Content starts
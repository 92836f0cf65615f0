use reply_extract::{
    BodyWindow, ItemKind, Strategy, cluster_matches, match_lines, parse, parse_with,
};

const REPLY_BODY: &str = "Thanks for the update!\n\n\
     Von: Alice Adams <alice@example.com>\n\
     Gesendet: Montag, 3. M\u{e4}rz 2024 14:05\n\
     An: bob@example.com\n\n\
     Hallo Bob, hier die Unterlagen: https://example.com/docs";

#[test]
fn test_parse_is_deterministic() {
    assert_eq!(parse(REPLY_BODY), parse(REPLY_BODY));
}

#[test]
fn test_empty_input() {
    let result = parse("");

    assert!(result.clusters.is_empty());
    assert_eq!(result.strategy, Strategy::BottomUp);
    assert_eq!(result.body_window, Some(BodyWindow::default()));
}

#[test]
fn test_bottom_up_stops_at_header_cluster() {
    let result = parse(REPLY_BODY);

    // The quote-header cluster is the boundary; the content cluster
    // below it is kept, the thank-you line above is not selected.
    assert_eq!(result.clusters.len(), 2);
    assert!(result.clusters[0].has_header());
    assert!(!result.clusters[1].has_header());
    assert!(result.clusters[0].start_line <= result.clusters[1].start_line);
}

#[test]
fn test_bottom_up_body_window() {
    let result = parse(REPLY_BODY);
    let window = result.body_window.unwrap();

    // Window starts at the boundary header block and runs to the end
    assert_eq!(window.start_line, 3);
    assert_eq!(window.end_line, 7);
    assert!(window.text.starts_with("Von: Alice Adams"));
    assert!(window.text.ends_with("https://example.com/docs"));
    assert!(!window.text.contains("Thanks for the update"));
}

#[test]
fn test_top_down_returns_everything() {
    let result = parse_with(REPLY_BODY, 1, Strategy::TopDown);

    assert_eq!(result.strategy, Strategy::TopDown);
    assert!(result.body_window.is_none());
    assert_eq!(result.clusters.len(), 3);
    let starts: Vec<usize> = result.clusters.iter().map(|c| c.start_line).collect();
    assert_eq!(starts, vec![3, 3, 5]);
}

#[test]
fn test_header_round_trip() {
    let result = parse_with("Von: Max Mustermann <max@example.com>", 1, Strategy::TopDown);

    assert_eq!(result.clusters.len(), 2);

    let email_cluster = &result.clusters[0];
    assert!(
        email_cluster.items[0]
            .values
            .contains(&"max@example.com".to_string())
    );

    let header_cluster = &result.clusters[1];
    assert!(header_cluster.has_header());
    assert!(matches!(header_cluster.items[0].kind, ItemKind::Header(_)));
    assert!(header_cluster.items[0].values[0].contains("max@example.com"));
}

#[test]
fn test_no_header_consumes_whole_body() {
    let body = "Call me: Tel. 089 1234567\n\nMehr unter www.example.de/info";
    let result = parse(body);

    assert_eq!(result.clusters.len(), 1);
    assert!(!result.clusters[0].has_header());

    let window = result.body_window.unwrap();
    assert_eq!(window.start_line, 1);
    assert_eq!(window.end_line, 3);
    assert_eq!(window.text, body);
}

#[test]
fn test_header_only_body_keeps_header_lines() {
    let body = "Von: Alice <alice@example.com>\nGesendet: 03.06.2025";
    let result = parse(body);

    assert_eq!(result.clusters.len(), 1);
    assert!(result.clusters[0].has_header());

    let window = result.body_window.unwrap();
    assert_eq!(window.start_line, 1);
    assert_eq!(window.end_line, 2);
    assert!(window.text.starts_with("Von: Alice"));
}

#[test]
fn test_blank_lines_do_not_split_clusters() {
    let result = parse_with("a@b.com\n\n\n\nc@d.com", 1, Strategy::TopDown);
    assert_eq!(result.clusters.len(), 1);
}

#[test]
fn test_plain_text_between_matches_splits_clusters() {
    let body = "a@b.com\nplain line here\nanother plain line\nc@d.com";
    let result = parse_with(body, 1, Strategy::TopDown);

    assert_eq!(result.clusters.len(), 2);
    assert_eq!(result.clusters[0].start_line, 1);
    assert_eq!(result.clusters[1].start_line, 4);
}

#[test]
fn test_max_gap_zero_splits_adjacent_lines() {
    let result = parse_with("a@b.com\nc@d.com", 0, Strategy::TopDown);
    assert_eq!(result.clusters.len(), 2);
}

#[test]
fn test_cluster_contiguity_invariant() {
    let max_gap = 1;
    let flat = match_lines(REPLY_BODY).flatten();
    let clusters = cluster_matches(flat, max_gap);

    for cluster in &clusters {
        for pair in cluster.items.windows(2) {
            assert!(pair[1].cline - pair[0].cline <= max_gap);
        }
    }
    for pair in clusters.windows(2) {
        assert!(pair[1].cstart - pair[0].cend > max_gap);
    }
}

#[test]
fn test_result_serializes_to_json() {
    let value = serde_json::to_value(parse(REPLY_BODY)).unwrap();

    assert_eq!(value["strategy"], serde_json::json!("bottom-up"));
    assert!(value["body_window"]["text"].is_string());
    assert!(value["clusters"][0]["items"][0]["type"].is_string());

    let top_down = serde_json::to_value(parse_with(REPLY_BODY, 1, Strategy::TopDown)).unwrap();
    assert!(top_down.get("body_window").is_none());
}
Content ends
■ WORK TO COMPLETE
Each line holding the word "ItemKind" must be pulled from the records.

■ ANSWER SPACE
    BodyWindow, ItemKind, Strategy, cluster_matches, match_lines, parse, parse_with,
    assert!(matches!(header_cluster.items[0].kind, ItemKind::Header(_)));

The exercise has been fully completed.